## ASSIGNED TASK
Filter the entries, keeping every line with the string "EventSubscription".
+ + + + +
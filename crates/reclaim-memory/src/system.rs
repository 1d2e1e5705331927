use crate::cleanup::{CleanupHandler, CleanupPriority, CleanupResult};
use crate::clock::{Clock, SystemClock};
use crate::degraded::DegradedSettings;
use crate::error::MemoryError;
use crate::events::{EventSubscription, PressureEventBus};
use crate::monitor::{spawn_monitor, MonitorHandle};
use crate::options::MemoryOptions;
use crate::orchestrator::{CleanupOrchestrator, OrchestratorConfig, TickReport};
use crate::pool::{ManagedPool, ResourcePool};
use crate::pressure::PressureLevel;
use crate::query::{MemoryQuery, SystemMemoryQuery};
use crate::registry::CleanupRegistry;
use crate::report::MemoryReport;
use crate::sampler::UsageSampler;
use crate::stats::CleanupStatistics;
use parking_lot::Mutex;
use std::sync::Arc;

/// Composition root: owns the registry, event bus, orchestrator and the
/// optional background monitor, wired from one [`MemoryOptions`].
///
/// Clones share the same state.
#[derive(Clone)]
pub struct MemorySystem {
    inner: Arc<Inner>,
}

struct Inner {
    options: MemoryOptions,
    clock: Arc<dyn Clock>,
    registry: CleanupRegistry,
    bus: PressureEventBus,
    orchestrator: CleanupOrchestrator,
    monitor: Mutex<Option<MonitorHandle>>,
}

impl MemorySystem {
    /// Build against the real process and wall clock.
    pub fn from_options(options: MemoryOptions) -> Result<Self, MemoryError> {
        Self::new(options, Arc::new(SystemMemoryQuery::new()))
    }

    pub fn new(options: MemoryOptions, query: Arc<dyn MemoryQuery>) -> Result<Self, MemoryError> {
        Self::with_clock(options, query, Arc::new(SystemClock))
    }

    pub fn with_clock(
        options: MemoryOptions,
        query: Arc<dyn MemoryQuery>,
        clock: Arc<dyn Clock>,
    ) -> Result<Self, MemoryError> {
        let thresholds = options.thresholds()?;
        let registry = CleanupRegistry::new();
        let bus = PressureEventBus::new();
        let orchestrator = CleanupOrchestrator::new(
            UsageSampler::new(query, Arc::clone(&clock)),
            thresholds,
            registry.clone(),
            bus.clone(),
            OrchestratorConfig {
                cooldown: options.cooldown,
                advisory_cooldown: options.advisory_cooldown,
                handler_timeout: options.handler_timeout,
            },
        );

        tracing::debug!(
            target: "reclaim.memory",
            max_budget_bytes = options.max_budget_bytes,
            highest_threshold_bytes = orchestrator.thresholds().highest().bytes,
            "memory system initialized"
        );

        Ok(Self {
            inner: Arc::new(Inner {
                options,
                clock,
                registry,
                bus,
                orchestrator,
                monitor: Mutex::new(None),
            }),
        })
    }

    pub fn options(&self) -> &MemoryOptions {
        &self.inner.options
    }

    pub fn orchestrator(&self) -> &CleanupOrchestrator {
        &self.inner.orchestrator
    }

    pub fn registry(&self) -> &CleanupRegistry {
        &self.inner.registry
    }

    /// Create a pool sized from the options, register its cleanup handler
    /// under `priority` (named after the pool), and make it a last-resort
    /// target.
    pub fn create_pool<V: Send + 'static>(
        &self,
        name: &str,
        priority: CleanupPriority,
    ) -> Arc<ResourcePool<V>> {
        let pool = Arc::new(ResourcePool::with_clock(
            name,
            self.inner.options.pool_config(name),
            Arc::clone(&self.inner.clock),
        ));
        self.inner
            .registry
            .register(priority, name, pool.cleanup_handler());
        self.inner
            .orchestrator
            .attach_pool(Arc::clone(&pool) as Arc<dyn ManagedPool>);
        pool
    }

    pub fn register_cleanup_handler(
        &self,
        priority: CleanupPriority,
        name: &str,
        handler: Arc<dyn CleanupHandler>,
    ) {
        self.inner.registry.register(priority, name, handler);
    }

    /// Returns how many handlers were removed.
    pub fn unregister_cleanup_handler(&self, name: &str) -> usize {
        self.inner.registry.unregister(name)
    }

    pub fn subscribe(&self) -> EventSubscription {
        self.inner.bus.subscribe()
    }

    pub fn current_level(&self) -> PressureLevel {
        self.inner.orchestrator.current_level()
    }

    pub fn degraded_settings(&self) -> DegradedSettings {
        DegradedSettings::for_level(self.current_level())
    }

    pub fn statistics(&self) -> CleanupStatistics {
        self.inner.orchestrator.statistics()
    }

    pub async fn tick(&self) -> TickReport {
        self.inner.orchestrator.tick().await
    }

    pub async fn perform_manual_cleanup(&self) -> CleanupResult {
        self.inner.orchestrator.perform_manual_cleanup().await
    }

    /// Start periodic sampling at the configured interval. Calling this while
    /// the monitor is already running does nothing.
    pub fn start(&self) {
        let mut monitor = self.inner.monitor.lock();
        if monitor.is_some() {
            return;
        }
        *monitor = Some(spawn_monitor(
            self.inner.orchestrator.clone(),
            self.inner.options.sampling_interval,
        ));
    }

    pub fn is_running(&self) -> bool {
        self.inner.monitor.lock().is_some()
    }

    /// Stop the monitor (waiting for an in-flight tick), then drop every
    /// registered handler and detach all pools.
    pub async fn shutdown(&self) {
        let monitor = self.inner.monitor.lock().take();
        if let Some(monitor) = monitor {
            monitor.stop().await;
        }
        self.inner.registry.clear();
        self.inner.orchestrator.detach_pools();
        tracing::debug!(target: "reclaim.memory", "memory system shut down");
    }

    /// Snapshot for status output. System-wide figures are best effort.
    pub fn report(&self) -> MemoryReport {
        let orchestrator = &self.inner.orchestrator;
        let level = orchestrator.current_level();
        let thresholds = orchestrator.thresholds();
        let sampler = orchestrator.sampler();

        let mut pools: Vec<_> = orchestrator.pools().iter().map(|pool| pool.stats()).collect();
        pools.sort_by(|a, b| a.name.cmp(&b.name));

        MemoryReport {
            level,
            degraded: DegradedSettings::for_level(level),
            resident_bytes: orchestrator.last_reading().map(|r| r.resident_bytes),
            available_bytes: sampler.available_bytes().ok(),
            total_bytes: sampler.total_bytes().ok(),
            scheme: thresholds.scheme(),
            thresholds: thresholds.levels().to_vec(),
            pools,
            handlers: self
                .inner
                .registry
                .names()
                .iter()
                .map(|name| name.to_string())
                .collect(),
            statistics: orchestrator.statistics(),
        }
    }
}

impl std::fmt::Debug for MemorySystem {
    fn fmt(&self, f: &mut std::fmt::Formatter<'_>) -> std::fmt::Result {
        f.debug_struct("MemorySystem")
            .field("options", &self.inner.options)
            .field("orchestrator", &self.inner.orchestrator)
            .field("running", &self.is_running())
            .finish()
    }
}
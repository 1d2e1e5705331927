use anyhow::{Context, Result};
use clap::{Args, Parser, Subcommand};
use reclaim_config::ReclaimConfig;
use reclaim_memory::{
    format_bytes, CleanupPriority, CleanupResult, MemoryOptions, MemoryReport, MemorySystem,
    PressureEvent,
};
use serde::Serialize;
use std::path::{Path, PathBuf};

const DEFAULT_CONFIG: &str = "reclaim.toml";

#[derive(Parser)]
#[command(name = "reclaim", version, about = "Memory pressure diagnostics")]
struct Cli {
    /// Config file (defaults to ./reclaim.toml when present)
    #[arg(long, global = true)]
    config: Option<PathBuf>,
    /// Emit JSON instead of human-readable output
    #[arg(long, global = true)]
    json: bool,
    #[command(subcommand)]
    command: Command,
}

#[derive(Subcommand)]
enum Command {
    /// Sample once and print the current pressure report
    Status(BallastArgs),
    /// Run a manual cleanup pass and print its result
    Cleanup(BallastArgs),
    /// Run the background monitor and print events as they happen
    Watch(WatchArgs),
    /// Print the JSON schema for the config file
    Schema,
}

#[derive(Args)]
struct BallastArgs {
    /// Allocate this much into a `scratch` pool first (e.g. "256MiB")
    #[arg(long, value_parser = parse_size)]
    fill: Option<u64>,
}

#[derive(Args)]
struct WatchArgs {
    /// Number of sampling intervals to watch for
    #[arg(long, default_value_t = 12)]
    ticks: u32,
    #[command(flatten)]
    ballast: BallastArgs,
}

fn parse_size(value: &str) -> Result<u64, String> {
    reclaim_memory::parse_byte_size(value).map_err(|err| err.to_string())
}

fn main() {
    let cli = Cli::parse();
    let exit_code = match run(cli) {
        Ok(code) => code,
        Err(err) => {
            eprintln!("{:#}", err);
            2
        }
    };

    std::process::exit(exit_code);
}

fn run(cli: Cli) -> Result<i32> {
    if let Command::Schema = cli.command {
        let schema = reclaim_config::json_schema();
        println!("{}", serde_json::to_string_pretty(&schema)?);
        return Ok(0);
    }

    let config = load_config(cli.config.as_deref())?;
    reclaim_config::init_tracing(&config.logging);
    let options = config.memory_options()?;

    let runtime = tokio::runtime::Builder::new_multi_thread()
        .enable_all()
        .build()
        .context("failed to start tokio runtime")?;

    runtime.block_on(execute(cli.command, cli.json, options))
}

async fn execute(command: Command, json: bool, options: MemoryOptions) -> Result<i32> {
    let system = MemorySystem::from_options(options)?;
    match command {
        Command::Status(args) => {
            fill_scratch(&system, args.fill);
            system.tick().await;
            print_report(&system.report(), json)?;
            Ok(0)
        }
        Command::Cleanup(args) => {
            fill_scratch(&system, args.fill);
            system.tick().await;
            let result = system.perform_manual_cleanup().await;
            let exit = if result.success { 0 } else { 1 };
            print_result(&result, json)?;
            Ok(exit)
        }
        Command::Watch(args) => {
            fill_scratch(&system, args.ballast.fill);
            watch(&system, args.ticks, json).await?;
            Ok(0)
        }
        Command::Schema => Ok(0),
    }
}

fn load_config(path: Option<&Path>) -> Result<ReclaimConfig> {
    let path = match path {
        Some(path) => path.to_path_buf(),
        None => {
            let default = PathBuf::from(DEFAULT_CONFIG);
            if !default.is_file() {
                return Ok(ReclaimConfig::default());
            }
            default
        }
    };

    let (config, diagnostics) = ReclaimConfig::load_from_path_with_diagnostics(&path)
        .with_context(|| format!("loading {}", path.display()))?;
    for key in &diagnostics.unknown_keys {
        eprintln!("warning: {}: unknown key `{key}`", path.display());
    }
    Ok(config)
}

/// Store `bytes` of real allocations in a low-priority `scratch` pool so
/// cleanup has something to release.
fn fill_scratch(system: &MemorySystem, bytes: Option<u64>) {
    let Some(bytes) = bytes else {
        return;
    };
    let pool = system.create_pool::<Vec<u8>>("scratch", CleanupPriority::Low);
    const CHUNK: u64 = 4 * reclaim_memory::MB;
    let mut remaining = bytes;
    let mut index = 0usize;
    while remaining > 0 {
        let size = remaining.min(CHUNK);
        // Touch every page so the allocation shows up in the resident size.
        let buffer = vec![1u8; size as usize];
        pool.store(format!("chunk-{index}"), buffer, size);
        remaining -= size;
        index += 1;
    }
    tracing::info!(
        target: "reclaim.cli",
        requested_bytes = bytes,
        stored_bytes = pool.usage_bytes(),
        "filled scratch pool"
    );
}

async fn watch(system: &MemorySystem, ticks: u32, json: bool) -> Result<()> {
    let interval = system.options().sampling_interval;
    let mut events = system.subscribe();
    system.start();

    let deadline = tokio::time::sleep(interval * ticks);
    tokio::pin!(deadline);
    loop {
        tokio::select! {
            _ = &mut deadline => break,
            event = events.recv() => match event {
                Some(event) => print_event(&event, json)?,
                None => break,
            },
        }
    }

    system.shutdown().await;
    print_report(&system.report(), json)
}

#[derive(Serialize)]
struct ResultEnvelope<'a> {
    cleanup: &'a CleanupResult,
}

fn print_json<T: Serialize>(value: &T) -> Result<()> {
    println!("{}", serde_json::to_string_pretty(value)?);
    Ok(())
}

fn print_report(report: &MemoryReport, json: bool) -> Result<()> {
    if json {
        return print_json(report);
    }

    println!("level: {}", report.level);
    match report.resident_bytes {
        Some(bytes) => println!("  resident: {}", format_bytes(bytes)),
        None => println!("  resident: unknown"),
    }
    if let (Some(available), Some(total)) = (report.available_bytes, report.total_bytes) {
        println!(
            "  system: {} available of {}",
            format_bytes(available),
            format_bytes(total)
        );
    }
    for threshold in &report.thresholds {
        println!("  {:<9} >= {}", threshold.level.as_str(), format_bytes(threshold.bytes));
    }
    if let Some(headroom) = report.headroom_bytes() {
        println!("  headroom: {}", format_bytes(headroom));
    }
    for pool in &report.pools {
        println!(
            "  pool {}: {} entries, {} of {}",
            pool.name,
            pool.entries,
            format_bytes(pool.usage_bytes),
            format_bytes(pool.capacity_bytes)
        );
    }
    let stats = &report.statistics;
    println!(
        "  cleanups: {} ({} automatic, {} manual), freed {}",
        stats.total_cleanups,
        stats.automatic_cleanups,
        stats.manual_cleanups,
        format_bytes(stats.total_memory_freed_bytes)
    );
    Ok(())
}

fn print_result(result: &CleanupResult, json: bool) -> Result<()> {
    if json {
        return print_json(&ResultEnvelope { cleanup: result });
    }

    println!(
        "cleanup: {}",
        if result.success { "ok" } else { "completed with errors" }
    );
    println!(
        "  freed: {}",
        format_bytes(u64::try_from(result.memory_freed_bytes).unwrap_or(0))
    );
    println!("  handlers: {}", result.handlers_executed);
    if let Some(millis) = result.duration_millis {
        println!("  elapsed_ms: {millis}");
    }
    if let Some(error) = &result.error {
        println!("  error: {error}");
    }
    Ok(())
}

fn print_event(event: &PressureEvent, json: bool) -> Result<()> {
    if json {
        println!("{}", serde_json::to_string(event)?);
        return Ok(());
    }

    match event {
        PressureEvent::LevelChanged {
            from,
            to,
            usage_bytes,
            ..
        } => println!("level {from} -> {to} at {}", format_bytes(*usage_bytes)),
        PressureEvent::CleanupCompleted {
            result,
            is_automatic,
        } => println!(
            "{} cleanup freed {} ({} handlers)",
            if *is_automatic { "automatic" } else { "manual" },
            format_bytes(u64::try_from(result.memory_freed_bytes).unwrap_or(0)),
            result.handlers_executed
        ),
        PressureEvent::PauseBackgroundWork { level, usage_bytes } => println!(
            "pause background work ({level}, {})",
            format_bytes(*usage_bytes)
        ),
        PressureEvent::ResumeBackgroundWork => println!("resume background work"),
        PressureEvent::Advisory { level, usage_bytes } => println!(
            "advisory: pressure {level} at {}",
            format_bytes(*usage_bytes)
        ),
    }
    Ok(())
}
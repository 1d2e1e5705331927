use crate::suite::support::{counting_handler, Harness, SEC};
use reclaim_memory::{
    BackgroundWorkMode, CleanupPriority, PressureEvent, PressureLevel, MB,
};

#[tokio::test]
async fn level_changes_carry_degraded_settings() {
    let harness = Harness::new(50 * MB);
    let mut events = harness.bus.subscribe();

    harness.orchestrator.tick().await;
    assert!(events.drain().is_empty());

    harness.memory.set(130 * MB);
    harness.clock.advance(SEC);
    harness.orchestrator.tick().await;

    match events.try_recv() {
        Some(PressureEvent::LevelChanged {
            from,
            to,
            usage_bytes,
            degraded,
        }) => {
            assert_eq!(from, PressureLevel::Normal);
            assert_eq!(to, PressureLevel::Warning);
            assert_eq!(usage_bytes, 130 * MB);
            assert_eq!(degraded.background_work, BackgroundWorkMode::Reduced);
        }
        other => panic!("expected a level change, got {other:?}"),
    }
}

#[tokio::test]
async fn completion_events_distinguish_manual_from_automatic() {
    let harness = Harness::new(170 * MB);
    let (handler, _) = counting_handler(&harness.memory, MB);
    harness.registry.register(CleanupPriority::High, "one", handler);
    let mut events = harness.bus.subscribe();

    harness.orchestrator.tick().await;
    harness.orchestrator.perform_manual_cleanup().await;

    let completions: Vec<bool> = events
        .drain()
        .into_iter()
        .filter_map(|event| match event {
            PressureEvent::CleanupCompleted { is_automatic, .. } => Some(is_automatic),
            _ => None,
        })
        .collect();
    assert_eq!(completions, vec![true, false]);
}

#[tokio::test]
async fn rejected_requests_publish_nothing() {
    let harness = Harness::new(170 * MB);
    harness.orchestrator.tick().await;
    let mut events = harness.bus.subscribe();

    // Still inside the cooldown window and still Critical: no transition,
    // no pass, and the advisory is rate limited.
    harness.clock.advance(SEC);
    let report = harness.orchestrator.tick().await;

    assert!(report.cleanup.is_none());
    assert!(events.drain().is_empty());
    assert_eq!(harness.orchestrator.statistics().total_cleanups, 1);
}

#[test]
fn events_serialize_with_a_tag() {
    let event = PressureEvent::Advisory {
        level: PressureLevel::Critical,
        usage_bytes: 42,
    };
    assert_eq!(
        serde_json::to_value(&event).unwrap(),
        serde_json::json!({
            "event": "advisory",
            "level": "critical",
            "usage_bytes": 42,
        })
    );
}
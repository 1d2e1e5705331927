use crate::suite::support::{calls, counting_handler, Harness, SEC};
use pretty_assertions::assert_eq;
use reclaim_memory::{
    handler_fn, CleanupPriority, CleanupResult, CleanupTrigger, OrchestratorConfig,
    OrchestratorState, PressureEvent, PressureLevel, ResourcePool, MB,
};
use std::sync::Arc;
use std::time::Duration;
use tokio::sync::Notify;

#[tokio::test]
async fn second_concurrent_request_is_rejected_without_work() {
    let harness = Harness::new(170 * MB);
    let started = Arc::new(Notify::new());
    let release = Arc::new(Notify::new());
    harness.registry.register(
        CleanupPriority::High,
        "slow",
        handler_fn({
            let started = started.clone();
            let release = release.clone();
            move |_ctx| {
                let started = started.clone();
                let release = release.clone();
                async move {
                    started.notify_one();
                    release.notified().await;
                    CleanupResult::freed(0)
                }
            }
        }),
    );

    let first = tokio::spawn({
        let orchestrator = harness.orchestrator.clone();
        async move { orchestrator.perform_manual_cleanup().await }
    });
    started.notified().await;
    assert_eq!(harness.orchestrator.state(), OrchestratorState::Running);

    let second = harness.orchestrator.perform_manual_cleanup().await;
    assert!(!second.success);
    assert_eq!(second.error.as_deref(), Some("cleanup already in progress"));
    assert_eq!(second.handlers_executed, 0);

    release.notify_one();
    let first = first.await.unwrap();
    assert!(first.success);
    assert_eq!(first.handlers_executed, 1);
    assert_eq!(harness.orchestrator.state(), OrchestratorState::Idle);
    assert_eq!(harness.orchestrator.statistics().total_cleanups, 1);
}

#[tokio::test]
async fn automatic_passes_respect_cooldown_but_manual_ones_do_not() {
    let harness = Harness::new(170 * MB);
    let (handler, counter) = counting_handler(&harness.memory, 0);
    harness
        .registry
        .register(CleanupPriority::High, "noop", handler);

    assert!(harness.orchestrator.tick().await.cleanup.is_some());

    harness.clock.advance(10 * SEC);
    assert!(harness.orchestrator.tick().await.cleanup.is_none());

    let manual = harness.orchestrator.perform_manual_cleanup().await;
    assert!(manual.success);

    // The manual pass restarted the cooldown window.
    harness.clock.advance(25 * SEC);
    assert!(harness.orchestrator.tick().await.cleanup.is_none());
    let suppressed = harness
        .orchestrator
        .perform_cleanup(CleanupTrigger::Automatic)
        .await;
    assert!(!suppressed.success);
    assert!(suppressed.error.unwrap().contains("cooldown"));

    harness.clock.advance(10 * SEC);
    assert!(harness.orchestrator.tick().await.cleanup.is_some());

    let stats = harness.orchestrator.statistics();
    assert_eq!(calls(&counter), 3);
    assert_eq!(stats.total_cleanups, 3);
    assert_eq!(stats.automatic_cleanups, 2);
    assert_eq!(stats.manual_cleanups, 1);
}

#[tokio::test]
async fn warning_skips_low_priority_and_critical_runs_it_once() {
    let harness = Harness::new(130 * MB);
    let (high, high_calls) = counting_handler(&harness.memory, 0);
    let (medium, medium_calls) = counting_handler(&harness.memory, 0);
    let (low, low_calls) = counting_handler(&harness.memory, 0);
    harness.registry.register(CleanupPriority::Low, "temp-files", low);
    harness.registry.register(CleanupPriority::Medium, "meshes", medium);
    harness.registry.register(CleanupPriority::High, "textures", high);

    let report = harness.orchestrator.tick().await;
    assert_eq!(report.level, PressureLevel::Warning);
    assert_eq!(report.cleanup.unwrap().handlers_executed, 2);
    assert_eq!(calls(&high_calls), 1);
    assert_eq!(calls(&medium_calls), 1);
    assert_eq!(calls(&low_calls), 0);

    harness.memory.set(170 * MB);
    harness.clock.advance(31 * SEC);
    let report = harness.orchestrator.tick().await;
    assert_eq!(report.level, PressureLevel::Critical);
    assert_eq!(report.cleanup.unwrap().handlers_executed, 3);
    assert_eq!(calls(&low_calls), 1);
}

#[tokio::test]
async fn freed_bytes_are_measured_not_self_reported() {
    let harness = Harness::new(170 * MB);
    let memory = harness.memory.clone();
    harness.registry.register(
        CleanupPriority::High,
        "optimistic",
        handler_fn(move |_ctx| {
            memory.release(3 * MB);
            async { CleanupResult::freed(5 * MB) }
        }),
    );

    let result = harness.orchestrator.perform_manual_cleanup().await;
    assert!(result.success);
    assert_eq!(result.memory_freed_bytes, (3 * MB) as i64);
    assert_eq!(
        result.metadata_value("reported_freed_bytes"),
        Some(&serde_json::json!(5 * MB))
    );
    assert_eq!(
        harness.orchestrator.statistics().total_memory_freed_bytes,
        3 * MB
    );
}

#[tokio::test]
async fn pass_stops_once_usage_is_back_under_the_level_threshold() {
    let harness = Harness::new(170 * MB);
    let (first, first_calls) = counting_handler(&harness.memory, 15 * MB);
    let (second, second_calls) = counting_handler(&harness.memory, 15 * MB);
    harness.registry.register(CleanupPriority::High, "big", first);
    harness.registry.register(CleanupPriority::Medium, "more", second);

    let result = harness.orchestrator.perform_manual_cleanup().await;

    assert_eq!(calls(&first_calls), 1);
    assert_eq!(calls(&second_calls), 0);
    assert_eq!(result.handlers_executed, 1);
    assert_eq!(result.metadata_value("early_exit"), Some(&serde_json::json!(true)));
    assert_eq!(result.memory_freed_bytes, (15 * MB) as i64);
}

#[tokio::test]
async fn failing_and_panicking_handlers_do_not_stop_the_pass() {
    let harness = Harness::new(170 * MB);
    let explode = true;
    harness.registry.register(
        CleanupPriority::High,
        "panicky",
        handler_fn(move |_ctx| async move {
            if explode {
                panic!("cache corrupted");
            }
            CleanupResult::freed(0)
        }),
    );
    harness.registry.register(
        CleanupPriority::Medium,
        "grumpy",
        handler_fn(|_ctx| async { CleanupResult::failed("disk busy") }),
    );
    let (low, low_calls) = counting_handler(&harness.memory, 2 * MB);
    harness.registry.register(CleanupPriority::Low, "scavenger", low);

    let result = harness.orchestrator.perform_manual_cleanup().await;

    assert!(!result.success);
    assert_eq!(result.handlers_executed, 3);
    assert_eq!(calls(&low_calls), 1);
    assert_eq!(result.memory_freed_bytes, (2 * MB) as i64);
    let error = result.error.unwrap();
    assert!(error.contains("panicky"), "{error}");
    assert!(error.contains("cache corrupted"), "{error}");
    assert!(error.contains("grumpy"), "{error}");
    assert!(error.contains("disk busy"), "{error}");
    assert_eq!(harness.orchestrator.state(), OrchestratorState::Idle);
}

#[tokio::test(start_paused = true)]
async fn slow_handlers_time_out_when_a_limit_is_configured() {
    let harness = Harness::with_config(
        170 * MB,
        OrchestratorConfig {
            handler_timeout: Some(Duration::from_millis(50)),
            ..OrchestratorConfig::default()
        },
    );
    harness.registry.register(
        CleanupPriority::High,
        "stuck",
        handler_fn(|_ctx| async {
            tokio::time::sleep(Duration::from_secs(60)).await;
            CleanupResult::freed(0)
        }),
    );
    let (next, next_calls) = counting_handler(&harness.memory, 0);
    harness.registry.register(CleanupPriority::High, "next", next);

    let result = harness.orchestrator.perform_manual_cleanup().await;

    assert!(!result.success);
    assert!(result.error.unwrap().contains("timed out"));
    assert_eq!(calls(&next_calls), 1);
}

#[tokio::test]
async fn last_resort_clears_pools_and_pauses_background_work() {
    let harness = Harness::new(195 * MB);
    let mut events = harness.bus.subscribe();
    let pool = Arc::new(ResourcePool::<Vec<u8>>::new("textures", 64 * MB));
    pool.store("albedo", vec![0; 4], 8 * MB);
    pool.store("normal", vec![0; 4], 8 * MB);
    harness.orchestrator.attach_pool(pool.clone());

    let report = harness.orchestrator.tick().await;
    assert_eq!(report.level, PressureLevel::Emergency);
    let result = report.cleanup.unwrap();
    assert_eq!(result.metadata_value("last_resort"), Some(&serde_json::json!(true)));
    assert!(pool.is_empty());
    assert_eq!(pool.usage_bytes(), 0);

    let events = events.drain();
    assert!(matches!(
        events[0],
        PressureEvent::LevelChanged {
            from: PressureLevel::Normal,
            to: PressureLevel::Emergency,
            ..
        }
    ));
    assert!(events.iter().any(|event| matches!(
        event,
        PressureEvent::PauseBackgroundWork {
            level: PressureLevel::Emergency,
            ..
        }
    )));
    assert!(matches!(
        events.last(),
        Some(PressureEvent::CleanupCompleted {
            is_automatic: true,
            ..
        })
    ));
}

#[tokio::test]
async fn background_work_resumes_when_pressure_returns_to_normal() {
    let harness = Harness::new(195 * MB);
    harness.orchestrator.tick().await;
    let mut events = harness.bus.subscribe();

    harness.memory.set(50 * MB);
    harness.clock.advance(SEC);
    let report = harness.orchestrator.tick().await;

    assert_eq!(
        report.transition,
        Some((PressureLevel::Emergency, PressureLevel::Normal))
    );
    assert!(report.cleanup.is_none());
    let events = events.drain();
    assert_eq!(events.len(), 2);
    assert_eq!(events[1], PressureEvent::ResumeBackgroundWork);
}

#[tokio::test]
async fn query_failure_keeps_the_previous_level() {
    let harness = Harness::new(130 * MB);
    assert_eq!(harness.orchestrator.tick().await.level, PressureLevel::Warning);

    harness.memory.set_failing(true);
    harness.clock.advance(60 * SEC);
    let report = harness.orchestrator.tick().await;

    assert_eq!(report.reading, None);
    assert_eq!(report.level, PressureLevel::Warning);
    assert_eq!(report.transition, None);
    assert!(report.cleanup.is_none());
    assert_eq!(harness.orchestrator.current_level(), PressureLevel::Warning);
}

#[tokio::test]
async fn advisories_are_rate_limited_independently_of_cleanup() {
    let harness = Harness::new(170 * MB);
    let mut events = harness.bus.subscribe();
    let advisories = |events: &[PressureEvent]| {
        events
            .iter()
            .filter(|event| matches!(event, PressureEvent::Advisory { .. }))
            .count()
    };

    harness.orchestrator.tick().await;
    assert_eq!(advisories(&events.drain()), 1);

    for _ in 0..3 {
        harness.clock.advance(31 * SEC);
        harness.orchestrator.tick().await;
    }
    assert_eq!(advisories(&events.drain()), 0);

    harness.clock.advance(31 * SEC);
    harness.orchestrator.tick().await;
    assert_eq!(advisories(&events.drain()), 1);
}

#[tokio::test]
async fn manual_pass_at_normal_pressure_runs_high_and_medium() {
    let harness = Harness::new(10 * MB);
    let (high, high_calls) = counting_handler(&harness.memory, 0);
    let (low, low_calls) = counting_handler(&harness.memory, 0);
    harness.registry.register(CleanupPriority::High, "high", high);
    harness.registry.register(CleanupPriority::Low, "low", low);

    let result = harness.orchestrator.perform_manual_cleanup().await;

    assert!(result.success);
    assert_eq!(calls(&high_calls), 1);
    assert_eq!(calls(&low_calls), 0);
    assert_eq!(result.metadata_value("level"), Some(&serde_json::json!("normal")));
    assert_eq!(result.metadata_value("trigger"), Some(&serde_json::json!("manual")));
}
+ + + + +
## OUTPUT FOR THIS EXERCISE
use crate::events::{EventSubscription, PressureEventBus};
    pub fn subscribe(&self) -> EventSubscription {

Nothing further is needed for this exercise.